Javanese Kshatriyas were popularly known as K'bo or Mahishya (meaning buffalo) and Rangga to indicate their strength. The Kshatriyas came to Java in small numbers, but most of the princes were of the third caste, the wesya (Vaishya). Most important of the Kshatriya families in Java were Mahishya Bungalan, K'bo Wilalungan, K'bo Siluman, K'bo Jerang, K'bo Kanigara, K'bo Chaluk, K'bo T'ki, K'bo Taluktak, Ki Mahisa Safati, K'bo Mundarang, and further Rangga Smi, Rangga Mayang, Rangga Palana, Rangga Ralengsong, Rangga Pasung, Rangga Wirada, Rangga Rabete, Rangga Sumbi, Rangga Sampana, and Anurangga Sunting.

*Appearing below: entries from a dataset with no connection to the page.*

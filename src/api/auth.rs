//! Authentication and account endpoints

use axum::{extract::State, http::StatusCode, Json};
use serde::Serialize;
use utoipa::ToSchema;

use crate::{
    error::AppResult,
    models::user::{ChangePassword, Login, Signup, Tier, User},
};

use super::AuthenticatedUser;

/// Successful authentication response
#[derive(Serialize, ToSchema)]
pub struct TokenResponse {
    /// Bearer token to present on subsequent requests
    pub token: String,
    pub token_type: String,
    pub user: User,
}

impl TokenResponse {
    fn new(token: String, user: User) -> Self {
        Self {
            token,
            token_type: "Bearer".to_string(),
            user,
        }
    }
}

/// Create a member account
#[utoipa::path(
    post,
    path = "/auth/signup",
    tag = "auth",
    request_body = Signup,
    responses(
        (status = 201, description = "Account created and logged in", body = TokenResponse),
        (status = 400, description = "Invalid input"),
        (status = 409, description = "Email already in use")
    )
)]
pub async fn signup(
    State(state): State<crate::AppState>,
    Json(form): Json<Signup>,
) -> AppResult<(StatusCode, Json<TokenResponse>)> {
    let (token, user) = state.services.users.signup(form).await?;
    Ok((StatusCode::CREATED, Json(TokenResponse::new(token, user))))
}

/// Authenticate with email and password
#[utoipa::path(
    post,
    path = "/auth/login",
    tag = "auth",
    request_body = Login,
    responses(
        (status = 200, description = "Authenticated", body = TokenResponse),
        (status = 401, description = "Invalid email or password")
    )
)]
pub async fn login(
    State(state): State<crate::AppState>,
    Json(form): Json<Login>,
) -> AppResult<Json<TokenResponse>> {
    let (token, user) = state.services.users.login(form).await?;
    Ok(Json(TokenResponse::new(token, user)))
}

/// End the caller's session.
///
/// Tokens are stateless: the endpoint confirms the caller was
/// authenticated and the client discards the token.
#[utoipa::path(
    post,
    path = "/auth/logout",
    tag = "auth",
    security(("bearer_auth" = [])),
    responses(
        (status = 204, description = "Logged out"),
        (status = 401, description = "Not authenticated")
    )
)]
pub async fn logout(
    State(state): State<crate::AppState>,
    AuthenticatedUser(claims): AuthenticatedUser,
) -> AppResult<StatusCode> {
    state.services.access.require(&claims, Tier::Authenticated).await?;
    Ok(StatusCode::NO_CONTENT)
}

/// Profile of the authenticated caller
#[utoipa::path(
    get,
    path = "/auth/me",
    tag = "auth",
    security(("bearer_auth" = [])),
    responses(
        (status = 200, description = "Caller profile", body = User),
        (status = 401, description = "Not authenticated")
    )
)]
pub async fn me(
    State(state): State<crate::AppState>,
    AuthenticatedUser(claims): AuthenticatedUser,
) -> AppResult<Json<User>> {
    let caller = state.services.access.require(&claims, Tier::Authenticated).await?;

    let user = state.services.users.me(&caller).await?;
    Ok(Json(user))
}

/// Change the caller's password
#[utoipa::path(
    put,
    path = "/auth/password",
    tag = "auth",
    security(("bearer_auth" = [])),
    request_body = ChangePassword,
    responses(
        (status = 204, description = "Password changed"),
        (status = 400, description = "Invalid input"),
        (status = 401, description = "Current password incorrect")
    )
)]
pub async fn change_password(
    State(state): State<crate::AppState>,
    AuthenticatedUser(claims): AuthenticatedUser,
    Json(form): Json<ChangePassword>,
) -> AppResult<StatusCode> {
    let caller = state.services.access.require(&claims, Tier::Authenticated).await?;

    state.services.users.change_password(&caller, form).await?;
    Ok(StatusCode::NO_CONTENT)
}
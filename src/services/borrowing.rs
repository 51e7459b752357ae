//! Borrowing orchestrator
//!
//! The only component that writes copy counts or issue status. Both
//! protocols run inside a single database transaction: admission to an
//! issue is the atomic conditional decrement, not a prior read, so two
//! concurrent requests for the last copy cannot both succeed.

use chrono::{DateTime, Duration, Utc};

use crate::{
    error::{AppError, AppResult},
    models::{issue::IssueDetails, user::Caller},
    repository::Repository,
};

/// Loan period granted on issue
const LOAN_PERIOD_DAYS: i64 = 14;

/// Outcome of a successful issue operation
#[derive(Debug, Clone, Copy)]
pub struct Issued {
    pub issue_id: i32,
    pub due_date: DateTime<Utc>,
}

#[derive(Clone)]
pub struct BorrowingService {
    repository: Repository,
}

impl BorrowingService {
    pub fn new(repository: Repository) -> Self {
        Self { repository }
    }

    /// Issue a book to the caller.
    ///
    /// Rejections leave no trace: an early return drops the transaction
    /// and rolls back anything already written.
    pub async fn issue_book(&self, caller: &Caller, book_id: i32) -> AppResult<Issued> {
        let mut tx = self.repository.pool.begin().await?;

        if self
            .repository
            .issues
            .active_exists(&mut tx, book_id, caller.user_id)
            .await?
        {
            return Err(AppError::AlreadyIssued);
        }

        if !self
            .repository
            .books
            .try_decrement_available(&mut tx, book_id)
            .await?
        {
            // A failed decrement means either an empty shelf or no such
            // book; tell the caller which.
            return Err(if self.repository.books.exists(&mut tx, book_id).await? {
                AppError::NoCopiesAvailable
            } else {
                AppError::NotFound(format!("Book with id {} not found", book_id))
            });
        }

        let due_date = Utc::now() + Duration::days(LOAN_PERIOD_DAYS);
        let issue_id = self
            .repository
            .issues
            .create(&mut tx, book_id, caller.user_id, due_date)
            .await?;

        tx.commit().await?;

        tracing::info!(
            user_id = caller.user_id,
            book_id,
            issue_id,
            %due_date,
            "book issued"
        );

        Ok(Issued { issue_id, due_date })
    }

    /// Return an issued book.
    ///
    /// The ownership-and-status check and the status write are one
    /// conditional UPDATE; returning twice, returning someone else's
    /// issue, and returning an unknown id all fail it identically.
    pub async fn return_book(&self, caller: &Caller, issue_id: i32) -> AppResult<()> {
        let mut tx = self.repository.pool.begin().await?;

        let book_id = self
            .repository
            .issues
            .mark_returned(&mut tx, issue_id, caller.user_id)
            .await?
            .ok_or_else(|| {
                AppError::Forbidden("No active issue with this id belongs to you".to_string())
            })?;

        self.repository
            .books
            .increment_available(&mut tx, book_id)
            .await?;

        tx.commit().await?;

        tracing::info!(user_id = caller.user_id, book_id, issue_id, "book returned");

        Ok(())
    }

    /// Active issues of the caller, most recent first
    pub async fn my_books(&self, caller: &Caller) -> AppResult<Vec<IssueDetails>> {
        self.repository.issues.active_by_user(caller.user_id).await
    }

    /// Active issues of a book (librarian view)
    pub async fn book_issues(&self, book_id: i32) -> AppResult<Vec<IssueDetails>> {
        // 404 for unknown books, empty list for books nobody has out
        self.repository.books.get_by_id(book_id).await?;
        self.repository.issues.active_by_book(book_id).await
    }

    /// Full issue history for librarian review, most recent first
    pub async fn issue_history(&self) -> AppResult<Vec<IssueDetails>> {
        self.repository.issues.all().await
    }
}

Some of these Kshatriya clans migrated to the island of Bali as well. The royal family of Deva Agung, who is considered to be the ancestor of almost all the Kshatriyas in Bali, was originally a Mahishya Kshatriya from Java.

The Javanese Kshatriyas became extinct during the early 17th century as a result of constant warfare with political rivals after the decline of Majapahit. No descendants remain of this community now, except those in Bali who claim ancestry from Dewa Agung.